Con cierta frecuencia se da una confusión acerca de en qué consiste el Estado de Derecho. Por supuesto que el imperio de la ley es un presupuesto básico -ley que debe ser hecha por quien ha decidido la mayoría-, pero ello no es suficiente. El Estado de Derecho requiere, además, que todas las leyes se conformen con ciertos principios, entre otros, el de poner límites a los poderes de los gobiernos -también de la asamblea legislativa-, porque los poderes de cualquier mayoría temporal se deben hallar limitados por principio. Como prevenía Hayek: «Dando al Estado poderes ilimitados, la norma más arbitraria puede legalizarse, y de esta manera una democracia puede establecer el más completo despotismo imaginable».
La libertad de las personas debe estar protegida por la ley, pero hay ámbitos de libertad y de moralidad personal que se aseguran y se ejercen precisamente por la ausencia de ésta. Son esas libertades de las que ya hablaba Hobbes en el siglo XVII como las derivadas del silencio de la ley: libertad «en todos esos actos que no hayan sido regulados por las leyes». Esos ámbitos de la vida y la moralidad privadas de los individuos, que el Estado no tiene por qué controlar, esos ámbitos que conformarían el concepto liberal moderno de «libertad negativa» -en terminología usada por Isaiah Berlin-, y que vendría a responder al interrogante de en qué ámbito mando yo, en qué ámbito de mi vida no interviene el Estado.

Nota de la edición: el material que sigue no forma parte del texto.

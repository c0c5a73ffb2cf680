// ABOUTME: Unified error handling for the talk and message consistency engine
// ABOUTME: Defines error codes, the AppError type, and HTTP status mapping for gateway callers
//
// SPDX-License-Identifier: MIT OR Apache-2.0
// Copyright (c) 2026 Confab.im

//! # Unified Error Handling
//!
//! Central error types for the engine. Every fallible operation returns
//! [`AppResult<T>`]. The taxonomy distinguishes caller-fixable errors
//! (validation, permission), absence-where-existence-is-required (not found),
//! and transient storage failures. Absence that is a *valid* outcome is
//! modeled as `Ok(None)`, never as an error.

use serde::{Deserialize, Serialize};
use std::fmt;
use thiserror::Error;

/// Standard error codes used throughout the engine
#[derive(Debug, Clone, Copy, PartialEq, Eq, Serialize, Deserialize)]
pub enum ErrorCode {
    // Validation & authorization (3000-3999)
    #[serde(rename = "INVALID_INPUT")]
    InvalidInput = 3000,
    #[serde(rename = "PERMISSION_DENIED")]
    PermissionDenied = 3001,

    // Resource management (4000-4999)
    #[serde(rename = "RESOURCE_NOT_FOUND")]
    ResourceNotFound = 4000,
    #[serde(rename = "RESOURCE_ALREADY_EXISTS")]
    ResourceAlreadyExists = 4001,

    // Configuration (6000-6999)
    #[serde(rename = "CONFIG_ERROR")]
    ConfigError = 6000,

    // Internal errors (9000-9999)
    #[serde(rename = "INTERNAL_ERROR")]
    InternalError = 9000,
    #[serde(rename = "DATABASE_ERROR")]
    DatabaseError = 9001,
    #[serde(rename = "SERIALIZATION_ERROR")]
    SerializationError = 9003,
}

impl ErrorCode {
    /// Get the HTTP status code for this error
    #[must_use]
    pub const fn http_status(&self) -> u16 {
        match self {
            // 400 Bad Request
            Self::InvalidInput => 400,

            // 403 Forbidden
            Self::PermissionDenied => 403,

            // 404 Not Found
            Self::ResourceNotFound => 404,

            // 409 Conflict
            Self::ResourceAlreadyExists => 409,

            // 500 Internal Server Error
            Self::ConfigError | Self::InternalError | Self::DatabaseError
            | Self::SerializationError => 500,
        }
    }

    /// Get a user-friendly description of this error
    #[must_use]
    pub const fn description(&self) -> &'static str {
        match self {
            Self::InvalidInput => "The provided input is invalid",
            Self::PermissionDenied => "You do not have permission to perform this action",
            Self::ResourceNotFound => "The requested resource was not found",
            Self::ResourceAlreadyExists => "A resource with this identifier already exists",
            Self::ConfigError => "Configuration error encountered",
            Self::InternalError => "An internal error occurred",
            Self::DatabaseError => "Database operation failed",
            Self::SerializationError => "Data serialization/deserialization failed",
        }
    }
}

/// Unified error type for the engine
#[derive(Debug, Error)]
pub struct AppError {
    /// Error code
    pub code: ErrorCode,
    /// Human-readable error message
    pub message: String,
    /// Source error for error chaining
    #[source]
    pub source: Option<Box<dyn std::error::Error + Send + Sync>>,
}

impl AppError {
    /// Create a new `AppError` with the given code and message
    pub fn new(code: ErrorCode, message: impl Into<String>) -> Self {
        Self {
            code,
            message: message.into(),
            source: None,
        }
    }

    /// Add a source error for error chaining
    #[must_use]
    pub fn with_source(mut self, source: impl std::error::Error + Send + Sync + 'static) -> Self {
        self.source = Some(Box::new(source));
        self
    }

    /// Get the HTTP status code for this error
    #[must_use]
    pub fn http_status(&self) -> u16 {
        self.code.http_status()
    }
}

impl fmt::Display for AppError {
    fn fmt(&self, f: &mut fmt::Formatter<'_>) -> fmt::Result {
        write!(f, "{}: {}", self.code.description(), self.message)
    }
}

/// Result type alias for convenience
pub type AppResult<T> = Result<T, AppError>;

/// Convenience functions for creating common errors
impl AppError {
    /// Invalid input (caller-fixable, no retry)
    pub fn invalid_input(message: impl Into<String>) -> Self {
        Self::new(ErrorCode::InvalidInput, message)
    }

    /// Permission denied (caller-fixable, no retry)
    pub fn permission_denied(message: impl Into<String>) -> Self {
        Self::new(ErrorCode::PermissionDenied, message)
    }

    /// Resource not found, for operations that require existence
    pub fn not_found(resource: impl Into<String>) -> Self {
        Self::new(
            ErrorCode::ResourceNotFound,
            format!("{} not found", resource.into()),
        )
    }

    /// Database error (transient storage failure; caller owns retry policy)
    pub fn database(message: impl Into<String>) -> Self {
        Self::new(ErrorCode::DatabaseError, message)
    }

    /// Internal engine error
    pub fn internal(message: impl Into<String>) -> Self {
        Self::new(ErrorCode::InternalError, message)
    }

    /// Configuration error
    pub fn config(message: impl Into<String>) -> Self {
        Self::new(ErrorCode::ConfigError, message)
    }

    /// Serialization error
    pub fn serialization(message: impl Into<String>) -> Self {
        Self::new(ErrorCode::SerializationError, message)
    }
}

/// Conversion from sqlx errors, preserving detail for the caller's logs
impl From<sqlx::Error> for AppError {
    fn from(error: sqlx::Error) -> Self {
        Self::new(ErrorCode::DatabaseError, error.to_string()).with_source(error)
    }
}

/// Conversion from serde_json errors (extra blobs, push payloads)
impl From<serde_json::Error> for AppError {
    fn from(error: serde_json::Error) -> Self {
        Self::new(ErrorCode::SerializationError, error.to_string()).with_source(error)
    }
}

/// Conversion from anyhow::Error for interop with config loading
impl From<anyhow::Error> for AppError {
    fn from(error: anyhow::Error) -> Self {
        Self::new(ErrorCode::InternalError, error.to_string())
    }
}

#[cfg(test)]
mod tests {
    use super::*;

    #[test]
    fn test_error_code_http_status() {
        assert_eq!(ErrorCode::InvalidInput.http_status(), 400);
        assert_eq!(ErrorCode::PermissionDenied.http_status(), 403);
        assert_eq!(ErrorCode::ResourceNotFound.http_status(), 404);
        assert_eq!(ErrorCode::DatabaseError.http_status(), 500);
    }

    #[test]
    fn test_app_error_display() {
        let error = AppError::not_found("talk");
        assert_eq!(error.code, ErrorCode::ResourceNotFound);
        assert!(error.to_string().contains("talk not found"));
    }

    #[test]
    fn test_sqlx_error_conversion() {
        let error = AppError::from(sqlx::Error::RowNotFound);
        assert_eq!(error.code, ErrorCode::DatabaseError);
        assert!(error.source.is_some());
    }

    #[test]
    fn test_error_code_serialization() {
        let json = serde_json::to_string(&ErrorCode::PermissionDenied).unwrap();
        assert_eq!(json, "\"PERMISSION_DENIED\"");
    }
}
#[tokio::test]
async fn test_read_receipts_keep_first_timestamp() {
    let db = create_test_database().await;
    append_text(&db, TALK_ID, "m1", ALICE).await;

    db.mark_message_read("m1", BOB)
        .await
        .expect("Failed to mark read");
    let first = db
        .get_read_time("m1", BOB)
        .await
        .expect("Failed to get read time")
        .expect("Receipt not found");

    db.mark_message_read("m1", BOB)
        .await
        .expect("Failed to re-mark read");
    let second = db
        .get_read_time("m1", BOB)
        .await
        .expect("Failed to get read time")
        .expect("Receipt not found");

    assert_eq!(first, second);
    assert!(db
        .get_read_time("m1", ALICE)
        .await
        .expect("Failed to get read time")
        .is_none());
}

#[tokio::test]
async fn test_mark_talk_read_skips_own_messages() {
    let db = create_test_database().await;
    append_text(&db, TALK_ID, "m1", ALICE).await;
    append_text(&db, TALK_ID, "m2", BOB).await;
    append_text(&db, TALK_ID, "m3", ALICE).await;

    let mut guard = db.begin_guard().await.expect("Failed to begin");
    let receipts = db
        .mark_talk_read(guard.executor().expect("executor"), TALK_ID, BOB)
        .await
        .expect("Failed to mark talk read");
    guard.commit().await.expect("Failed to commit");
    assert_eq!(receipts, 2);

    // Re-running writes nothing new
    let mut guard = db.begin_guard().await.expect("Failed to begin");
    let again = db
        .mark_talk_read(guard.executor().expect("executor"), TALK_ID, BOB)
        .await
        .expect("Failed to re-mark talk read");
    guard.commit().await.expect("Failed to commit");
    assert_eq!(again, 0);

    assert!(db
        .get_read_time("m2", BOB)
        .await
        .expect("Failed to get read time")
        .is_none());
}

#[tokio::test]
async fn test_mark_messages_read_batch_skips_own() {
    let db = create_test_database().await;
    append_text(&db, TALK_ID, "m1", ALICE).await;
    append_text(&db, TALK_ID, "m2", BOB).await;
    append_text(&db, TALK_ID, "m3", ALICE).await;

    let batch = vec!["m1".to_owned(), "m2".to_owned(), "m3".to_owned()];
    let receipts = db
        .mark_messages_read(&batch, BOB)
        .await
        .expect("Failed to mark messages read");
    assert_eq!(receipts, 2);

    // Bob never receipts his own m2
    assert!(db
        .get_read_time("m2", BOB)
        .await
        .expect("Failed to get read time")
        .is_none());
    assert!(db
        .get_read_time("m1", BOB)
        .await
        .expect("Failed to get read time")
        .is_some());

    // Re-running writes nothing new; the empty batch is a no-op
    let again = db
        .mark_messages_read(&batch, BOB)
        .await
        .expect("Failed to re-mark messages read");
    assert_eq!(again, 0);
    let empty = db
        .mark_messages_read(&[], BOB)
        .await
        .expect("Failed on empty batch");
    assert_eq!(empty, 0);
}

#[tokio::test]
async fn test_mark_talk_deleted_hides_everything_for_user() {
    let db = create_test_database().await;
    append_text(&db, TALK_ID, "m1", ALICE).await;
    append_text(&db, TALK_ID, "m2", BOB).await;

    let mut guard = db.begin_guard().await.expect("Failed to begin");
    let hidden = db
        .mark_talk_deleted_for_user(guard.executor().expect("executor"), TALK_ID, BOB)
        .await
        .expect("Failed to clear talk");
    guard.commit().await.expect("Failed to commit");
    assert_eq!(hidden, 2);

    let bob_view = db
        .list_recent_messages(TALK_ID, 0, 10, BOB, None)
        .await
        .expect("Failed to list");
    assert!(bob_view.is_empty());

    let alice_view = db
        .list_recent_messages(TALK_ID, 0, 10, ALICE, None)
        .await
        .expect("Failed to list");
    assert_eq!(alice_view.len(), 2);
}

#[tokio::test]
async fn test_talk_receipts_and_tombstones_roll_back_with_transaction() {
    let db = create_test_database().await;
    append_text(&db, TALK_ID, "m1", ALICE).await;

    let mut guard = db.begin_guard().await.expect("Failed to begin");
    let receipts = db
        .mark_talk_read(guard.executor().expect("executor"), TALK_ID, BOB)
        .await
        .expect("Failed to mark talk read");
    assert_eq!(receipts, 1);
    let hidden = db
        .mark_talk_deleted_for_user(guard.executor().expect("executor"), TALK_ID, BOB)
        .await
        .expect("Failed to clear talk");
    assert_eq!(hidden, 1);
    guard.rollback().await.expect("Failed to roll back");

    // Neither the receipt nor the tombstone survived the rollback
    assert!(db
        .get_read_time("m1", BOB)
        .await
        .expect("Failed to get read time")
        .is_none());
    let bob_view = db
        .list_recent_messages(TALK_ID, 0, 10, BOB, None)
        .await
        .expect("Failed to list");
    assert_eq!(bob_view.len(), 1);
}

#[tokio::test]
async fn test_count_messages_in_talk_checks_membership() {
    let db = create_test_database().await;
    append_text(&db, TALK_ID, "m1", ALICE).await;
    append_text(&db, 2, "other-talk", ALICE).await;

    let count = db
        .count_messages_in_talk(TALK_ID, &["m1".to_owned(), "other-talk".to_owned()])
        .await
        .expect("Failed to count");
    assert_eq!(count, 1);
}

#[tokio::test]
async fn test_purge_drops_log_and_side_tables_but_keeps_sequences() {
    let db = create_test_database().await;
    append_text(&db, TALK_ID, "m1", ALICE).await;
    append_text(&db, TALK_ID, "m2", ALICE).await;
    append_text(&db, 2, "keep", ALICE).await;

    let mut guard = db.begin_guard().await.expect("Failed to begin");
    db.add_message_mentions(guard.executor().expect("executor"), "m1", &[BOB])
        .await
        .expect("Failed to add mentions");
    guard.commit().await.expect("Failed to commit");
    db.mark_message_read("m2", BOB)
        .await
        .expect("Failed to mark read");
    db.mark_message_deleted_for_user("m1", BOB)
        .await
        .expect("Failed to tombstone");

    let mut guard = db.begin_guard().await.expect("Failed to begin");
    let purged = db
        .purge_talk_messages(guard.executor().expect("executor"), TALK_ID)
        .await
        .expect("Failed to purge");
    guard.commit().await.expect("Failed to commit");
    assert_eq!(purged, 2);

    // The other talk's row survives; side tables hold nothing for the purged one
    assert_eq!(count_rows(&db, "messages").await, 1);
    assert_eq!(count_rows(&db, "message_mentions").await, 0);
    assert_eq!(count_rows(&db, "message_reads").await, 0);
    assert_eq!(count_rows(&db, "message_user_deletes").await, 0);

    // Ordering continuity: the allocator was not reset
    assert_eq!(db.current_sequence(TALK_ID).await.expect("Failed"), 2);
    let mut guard = db.begin_guard().await.expect("Failed to begin");
    let next = db
        .next_sequence(guard.executor().expect("executor"), TALK_ID)
        .await
        .expect("Failed to allocate");
    guard.commit().await.expect("Failed to commit");
    assert_eq!(next, 3);
}
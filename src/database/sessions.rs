// ABOUTME: Talk session database operations for the denormalized per-user inbox rows
// ABOUTME: Handles unread bumps, last-message snapshots, flags, drafts, and soft deletion

use chrono::Utc;
use sqlx::sqlite::SqliteRow;
use sqlx::{Row, SqliteConnection};

use super::Database;
use crate::errors::{AppError, AppResult};
use crate::models::{
    MessageType, NewTalkSession, SessionBump, SessionLastMessage, TalkMode, TalkSession,
};

/// Map one session row into the model type
fn map_session_row(row: &SqliteRow) -> AppResult<TalkSession> {
    Ok(TalkSession {
        id: row.get("id"),
        user_id: row.get("user_id"),
        talk_id: row.get("talk_id"),
        talk_mode: TalkMode::from_code(row.get("talk_mode"))?,
        to_from_id: row.get("to_from_id"),
        is_top: row.get("is_top"),
        is_disturb: row.get("is_disturb"),
        is_robot: row.get("is_robot"),
        last_ack_seq: row.get("last_ack_seq"),
        unread_num: row.get("unread_num"),
        last_msg_id: row.get("last_msg_id"),
        last_msg_type: row
            .get::<Option<i64>, _>("last_msg_type")
            .map(MessageType::from_code)
            .transpose()?,
        last_sender_id: row.get("last_sender_id"),
        last_msg_digest: row.get("last_msg_digest"),
        draft_text: row.get("draft_text"),
        name: row.get("name"),
        avatar: row.get("avatar"),
        remark: row.get("remark"),
        deleted_at: row.get("deleted_at"),
        created_at: row.get("created_at"),
        updated_at: row.get("updated_at"),
    })
}

const SESSION_COLUMNS: &str = "id, user_id, talk_id, talk_mode, to_from_id, is_top, \
     is_disturb, is_robot, last_ack_seq, unread_num, last_msg_id, last_msg_type, \
     last_sender_id, last_msg_digest, draft_text, name, avatar, remark, deleted_at, \
     created_at, updated_at";
impl MessageStatus {
    /// Integer code stored in the database and used on the wire
    #[must_use]
    pub const fn code(&self) -> i64 {
        match self {
            Self::Sending => 1,
            Self::Sent => 2,
            Self::Failed => 3,
        }
    }

    /// Parse a wire/storage code, rejecting unknown values
    ///
    /// # Errors
    ///
    /// Returns a validation error for an unknown code
    pub fn from_code(code: i64) -> AppResult<Self> {
        match code {
            1 => Ok(Self::Sending),
            2 => Ok(Self::Sent),
            3 => Ok(Self::Failed),
            other => Err(AppError::invalid_input(format!(
                "invalid message status code: {other}"
            ))),
        }
    }
}

/// Revocation state of a message
#[derive(Debug, Clone, Copy, Serialize, Deserialize, PartialEq, Eq, Default)]
#[serde(rename_all = "snake_case")]
pub enum RevokeStatus {
    /// Message is live
    #[default]
    Normal,
    /// Message has been recalled by its sender
    Revoked,
}

impl RevokeStatus {
    /// Integer code stored in the database and used on the wire
    #[must_use]
    pub const fn code(&self) -> i64 {
        match self {
            Self::Normal => 0,
            Self::Revoked => 1,
        }
    }

    /// Parse a wire/storage code, rejecting unknown values
    ///
    /// # Errors
    ///
    /// Returns a validation error for an unknown code
    pub fn from_code(code: i64) -> AppResult<Self> {
        match code {
            0 => Ok(Self::Normal),
            1 => Ok(Self::Revoked),
            other => Err(AppError::invalid_input(format!(
                "invalid revoke status code: {other}"
            ))),
        }
    }

    /// Check if the message has been revoked
    #[must_use]
    pub const fn is_revoked(&self) -> bool {
        matches!(self, Self::Revoked)
    }
}
// ABOUTME: Main library entry point for the Confab talk and message engine
// ABOUTME: Provides talk identity, ordered message logs, and per-user inbox state
//
// SPDX-License-Identifier: MIT OR Apache-2.0
// Copyright (c) 2026 Confab.im

//! # Confab Engine
//!
//! The consistency core of the Confab instant-messaging backend: stable talk
//! identity for 1:1 and group chats, strictly increasing per-talk message
//! sequences, an append-only message log with revoke/read/forward side
//! tables, and denormalized per-user inbox rows.
//!
//! ## Features
//!
//! - **Stable talk identity**: one talk id per user pair or group, race-free
//!   under concurrent creation
//! - **Total per-talk order**: a transactional sequence allocator keyed by
//!   talk id; gaps allowed, regressions never
//! - **Idempotent sends**: client-generated message ids make retries safe
//! - **Denormalized inbox**: unread counts and last-message snapshots are
//!   maintained inline with every append
//! - **Decoupled delivery**: post-commit events flow through a [`Notifier`]
//!   so transports stay outside the engine
//!
//! [`Notifier`]: notifications::Notifier
//!
//! ## Quick Start
//!
//! ```rust,no_run
//! use std::sync::Arc;
//!
//! use confab_engine::config::EngineConfig;
//! use confab_engine::database::Database;
//! use confab_engine::errors::AppResult;
//! use confab_engine::messages::MessageManager;
//! use confab_engine::notifications::ChannelNotifier;
//! use confab_engine::profiles::StaticDirectory;
//! use confab_engine::talks::TalkManager;
//!
//! #[tokio::main]
//! async fn main() -> AppResult<()> {
//!     // Load configuration
//!     let config = EngineConfig::from_env()?;
//!     let database = Database::new(&config.database).await?;
//!
//!     let (notifier, _events) = ChannelNotifier::channel(1024);
//!     let notifier: Arc<ChannelNotifier> = Arc::new(notifier);
//!     let directory = Arc::new(StaticDirectory::new());
//!
//!     let talks = TalkManager::new(
//!         database.clone(),
//!         notifier.clone(),
//!         directory.clone(),
//!         &config,
//!     );
//!     let messages = MessageManager::new(database, notifier, directory, &config);
//!
//!     println!(
//!         "Confab engine ready (push enabled: {})",
//!         config.push.enabled
//!     );
//!     let _ = (talks, messages);
//!     Ok(())
//! }
//! ```
//!
//! ## Architecture
//!
//! The engine follows a layered architecture:
//! - **Models**: storage-faithful row structs and integer-coded wire enums
//! - **Database**: one pool owner with per-domain operation sets (talks,
//!   sequences, messages, sessions) and transaction guards
//! - **Managers**: `MessageManager` and `TalkManager` orchestrate the
//!   multi-step flows and own the push fan-out
//! - **Seams**: `Notifier` and `UserDirectory` traits keep delivery and
//!   identity lookups pluggable

// ── Public API ──────────────────────────────────────────────────────────
// These modules are used by integration tests (tests/) and embedding
// services. They must remain `pub` so external consumers can access them.

/// Configuration management with environment variable support
pub mod config;

/// Event names, limits, timeouts, and environment variable keys
pub mod constants;

/// `SQLite` storage layer: pool ownership, migrations, per-domain operations
pub mod database;

/// Typed error handling with error codes
pub mod errors;

/// Structured logging initialization
pub mod logging;

/// Message orchestrator: send, page, revoke, read, delete
pub mod messages;

/// Core data models for talks, messages, and sessions
pub mod models;

/// Outbound push events and the `Notifier` delivery seam
pub mod notifications;

/// User directory seam for profile snapshots and hydration
pub mod profiles;

/// Talk orchestrator: open talks, inbox listing, session mutations
pub mod talks;
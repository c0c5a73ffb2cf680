// ABOUTME: Transaction management with an RAII guard and retry backoff for SQLite writes
// ABOUTME: Guarantees rollback on early return and absorbs transient lock contention
//
// SPDX-License-Identifier: MIT OR Apache-2.0
// Copyright (c) 2026 Confab.im

//! Transaction management with RAII guards and retry patterns
//!
//! This module provides:
//! - `TransactionGuard`: RAII wrapper ensuring automatic rollback if not committed
//! - `retry_transaction`: Exponential backoff for `SQLite` lock contention
//!
//! ## Example Usage
//!
//! ```text
//! async fn append_with_bump(pool: &SqlitePool) -> AppResult<()> {
//!     let tx = pool.begin().await?;
//!     let mut guard = TransactionGuard::new(tx);
//!
//!     sqlx::query("INSERT INTO messages ...").execute(guard.executor()?).await?;
//!     sqlx::query("UPDATE talk_sessions ...").execute(guard.executor()?).await?;
//!
//!     // If this line isn't reached, the transaction rolls back
//!     guard.commit().await?;
//!     Ok(())
//! }
//! ```
//!
//! Write paths that may hit lock contention under load wrap the whole
//! transaction in `retry_transaction`; non-retryable errors (constraint
//! violations, invalid data) propagate immediately.

use std::future::Future;
use std::time::Duration;

use sqlx::{Sqlite, SqliteConnection, Transaction};
use tokio::time::sleep;
use tracing::{debug, error, warn};

use crate::errors::{AppError, AppResult};

/// Retry a transaction operation if it fails due to lock contention
///
/// Implements exponential backoff for retryable database errors -
/// "database is locked", busy handlers giving up, and timeouts. Anything
/// else is propagated on the first failure.
///
/// # Arguments
/// * `f` - Async closure that performs the full transaction
/// * `max_retries` - Maximum number of attempts (typically 3-5)
///
/// # Errors
/// Returns the last error if the operation failed after `max_retries`
/// attempts, or the first non-retryable error.
///
/// # Exponential Backoff
/// - Attempt 1: 20ms
/// - Attempt 2: 40ms
/// - Attempt 3: 80ms
pub async fn retry_transaction<F, Fut, T>(mut f: F, max_retries: u32) -> AppResult<T>
where
    F: FnMut() -> Fut,
    Fut: Future<Output = AppResult<T>>,
{
    let mut attempts = 0;
    loop {
        match f().await {
            Ok(result) => return Ok(result),
            Err(e) => {
                attempts += 1;
                if attempts >= max_retries {
                    error!(
                        attempts = attempts,
                        max_retries = max_retries,
                        error = %e,
                        "Transaction failed after max retries"
                    );
                    return Err(e);
                }

                let error_msg = format!("{e:?}");
                if is_retryable_error(&error_msg) {
                    let backoff_ms = 10 * (1 << attempts);
                    warn!(
                        attempt = attempts,
                        max_retries = max_retries,
                        backoff_ms = backoff_ms,
                        error = %e,
                        "Transaction failed with retryable error, retrying after backoff"
                    );
                    sleep(Duration::from_millis(backoff_ms)).await;
                } else {
                    return Err(e);
                }
            }
        }
    }
}

/// Check if a database error is transient lock contention
///
/// Retryable: "database is locked", busy handler expiry, timeouts.
/// Non-retryable: constraint violations, invalid data, connection refusal.
fn is_retryable_error(error_msg: &str) -> bool {
    let error_lower = error_msg.to_lowercase();

    // Non-retryable: constraint violations surface as locked-adjacent text
    // in some drivers, so check these first
    if error_lower.contains("unique constraint")
        || error_lower.contains("foreign key constraint")
        || error_lower.contains("check constraint")
        || error_lower.contains("not null constraint")
    {
        return false;
    }

    if error_lower.contains("database is locked")
        || error_lower.contains("database table is locked")
        || error_lower.contains("busy")
    {
        return true;
    }

    if error_lower.contains("timeout") || error_lower.contains("timed out") {
        return true;
    }

    // Conservative default: don't retry unknown errors
    false
}

/// RAII guard for `SQLite` transactions ensuring automatic rollback on drop
///
/// Wraps a `SQLx` [`Transaction`] and provides:
/// - Automatic rollback if the guard is dropped without calling `commit()`
/// - A commit that consumes the guard (prevents double-commit)
/// - `executor()` access to the transaction's connection for queries
pub struct TransactionGuard<'c> {
    transaction: Option<Transaction<'c, Sqlite>>,
    committed: bool,
}

impl<'c> TransactionGuard<'c> {
    /// Create a new transaction guard from an open `SQLx` transaction
    #[must_use]
    pub fn new(transaction: Transaction<'c, Sqlite>) -> Self {
        debug!("TransactionGuard created - transaction will auto-rollback if not committed");
        Self {
            transaction: Some(transaction),
            committed: false,
        }
    }

    /// Commit the transaction and consume the guard
    ///
    /// # Errors
    ///
    /// Returns an error if the transaction was already consumed or the
    /// database commit fails
    pub async fn commit(mut self) -> AppResult<()> {
        match self.transaction.take() {
            Some(tx) => {
                tx.commit()
                    .await
                    .map_err(|e| AppError::database(format!("Transaction commit failed: {e}")))?;
                self.committed = true;
                debug!("TransactionGuard committed successfully");
                Ok(())
            }
            None => Err(AppError::internal(
                "Transaction already consumed - cannot commit",
            )),
        }
    }

    /// Explicitly rollback the transaction and consume the guard
    ///
    /// Dropping the guard without committing also rolls back; this method
    /// exists for paths that want to observe rollback errors.
    ///
    /// # Errors
    ///
    /// Returns an error if the rollback operation fails
    pub async fn rollback(mut self) -> AppResult<()> {
        match self.transaction.take() {
            Some(tx) => {
                tx.rollback()
                    .await
                    .map_err(|e| AppError::database(format!("Transaction rollback failed: {e}")))?;
                debug!("TransactionGuard rolled back explicitly");
                Ok(())
            }
            None => Err(AppError::internal(
                "Transaction already consumed - cannot rollback",
            )),
        }
    }

    /// Check if the transaction has been committed
    #[must_use]
    pub const fn is_committed(&self) -> bool {
        self.committed
    }

    /// Get the transaction's connection for executing queries
    ///
    /// # Errors
    ///
    /// Returns an error if the transaction has already been committed or
    /// rolled back - a programming error in the caller.
    pub fn executor(&mut self) -> AppResult<&mut SqliteConnection> {
        self.transaction.as_deref_mut().ok_or_else(|| {
            AppError::internal("Transaction already consumed - guard used after commit/rollback")
        })
    }
}

impl Drop for TransactionGuard<'_> {
    fn drop(&mut self) {
        if self.transaction.is_some() && !self.committed {
            // SQLx rolls the inner Transaction back on drop; log for observability
            warn!("TransactionGuard dropped without commit - transaction will be rolled back");
        }
    }
}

En una sociedad abierta liberal-democrática ningún poder superior debe tener facultad para imponer coercitivamente, por ley o por otros medios abusivos, su criterio sobre la bondad o lo procedente en creencias morales o estéticas. Como ha señalado Lipovetsky: «Para que las sociedades liberales se mantengan, no es necesario que todos compartamos los mismos valores, basta con que se acepten los valores mínimos de la democracia y con que domine el ethos práctico de la tolerancia. En una democracia liberal, el objetivo no ha de ser tratar de regenerar moralmente a los ciudadanos, sino únicamente animar y valorizar las virtudes políticas necesarias para el mantenimiento de una sociedad pluralista».
Es constatable la tendencia de que el desarrollo de la civilización con frecuencia tiene como auxiliar la reducción progresiva de los ámbitos en que las acciones individuales están sujetas a reglas fijas. Incluso, en ocasiones, el progreso se ha desarrollado cuando determinadas personas, o instituciones, se han abstenido de ejercer controles que estaban dentro de sus poderes específicos.
Cuando el Estado interviene -y a través de la ley utiliza su poder coercitivo- en asuntos de la moral privada o en los actos de los individuos que no perjudican a los demás se está restringiendo la libertad individual y, también, se está promoviendo ese prototipo cada vez más frecuente en nuestra cultura actual del «ciudadano niño», del eterno Peter Pan, el «hombre menguante» que caracterizaba Pascual Bruckner, aquejado de las patologías del infantilismo y la victimización. Cuando eso sucede de manera frecuente y creciente nos estamos introduciendo en las aguas pantanosas de la fascinación por los fetiches germinados de la víctima y de su redentor, sobre lo que nos alertaba el poeta Auden.
Alejandro Diz, profesor de Historia de las Ideas en la Universidad Rey Juan Carlos de Madrid.